Kurt obtient des interviews en France: Le dialogue avec Vuciqi a été constructif

Le Premier ministre Kurti a rendu visite au président français Emmanuel Macron dont il n'a pas pris l'engagement de libéralisation des visas. Il donne également une interview au journal français “Le Monde” Le Monde appelle Kurt un ancien militant de l'UCK dans sa description d'entrevue. Kurti a déclaré que la Serbie devrait [...]
Le Monde appelle Kurt un ancien militant de l'UCK dans sa description d'entrevue.
Kurti a déclaré que la Serbie doit accepter la réalité au Kosovo et démocratiser, selon les rapports Express, Periscopi suit.
Le Premier ministre du Kosovo, Albin Kurti, a effectué sa première visite en France mercredi.

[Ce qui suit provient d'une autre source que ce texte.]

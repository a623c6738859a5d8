//! The interactive menu command.

use anyhow::Result;
use std::io;
use tracing::debug;

use course_manager::config::{Config, Overrides};
use course_manager::input::{LinePrompter, Prompter, TerminalPrompter};
use course_manager::logging;
use course_manager::repository::InMemoryCourseRepository;
use course_manager::seed;
use course_manager::session::Session;
use course_manager::ui::{Output, OutputMode};

use crate::cli::GlobalArgs;

/// Resolve configuration from files and flags.
pub fn resolve_config(global: &GlobalArgs) -> Result<Config> {
    let mut config = Config::load(global.config.as_deref())?;
    config.apply(Overrides {
        format: global.format,
        no_color: global.no_color,
        seed: global.seed.clone(),
        log_level: global.log_level(),
    })?;
    Ok(config)
}

/// Start the course menu on stdin/stdout.
pub fn cmd_run(global: &GlobalArgs) -> Result<()> {
    let config = resolve_config(global)?;
    logging::init(&config.logging.level);
    debug!(?config, "resolved configuration");

    let mut store = InMemoryCourseRepository::new();
    if let Some(path) = config.seed_path() {
        seed::load_seed(&mut store, &path)?;
    }

    let output = Output::new(config.output.format, config.output.color);

    // dialoguer only for a human at a terminal; piped or JSON sessions read lines
    if config.output.format == OutputMode::Human && atty::is(atty::Stream::Stdin) {
        run_session(store, TerminalPrompter::new(), output)
    } else {
        let prompter = LinePrompter::new(io::stdin().lock(), output.clone());
        run_session(store, prompter, output)
    }
}

fn run_session<P: Prompter>(
    store: InMemoryCourseRepository,
    prompter: P,
    output: Output,
) -> Result<()> {
    Session::new(store, prompter, output).run()
}
//! Course domain: the record entity, its field predicates and the typed
//! errors every fallible operation reports.

pub mod course;
pub mod error;
pub mod validation;

pub use course::{Course, CourseRecord};
pub use error::CourseError;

Sa priorité diplomatique est d'obtenir la reconnaissance de la Serbie, que Belgrade a toujours rejetée depuis la guerre.
Kurti a donné une interview au journal “Le Monde” à Paris, où il a dit que c'était juste une question de discussion entre lui et Vuciqi. Pour le journal français, qui appelle Kurt comme ancien militant de l'UCK, le premier ministre du Kosovo a déclaré que la Serbie doit accepter la réalité et la démocratisation, le journal Express diffusé.
Kurti est un ancien militant de la branche politique de la guérilla du Kosovo, l'Armée de libération du Kosovo (UCK). Il a été détenu en Serbie pendant deux ans en temps de guerre au Kosovo. Il créa plus tard le mouvement Vetevendosje, avec un programme révolutionnaire et devint un adversaire acharné des commandants successifs de l'UCK. Albin Kurti est apparu aujourd'hui en tant que social-démocrate et a été élu Premier ministre avec un programme de lutte contre le chômage, la corruption et le crime organisé, écrit Le Monde.
Une brève partie de l'interview de Kurt pour le journal français :
Le Monde: Vous venez de rencontrer pour la première fois le président de la Serbie, Aleksandar Vuciq, à Bruxelles. Quelle était votre impression ?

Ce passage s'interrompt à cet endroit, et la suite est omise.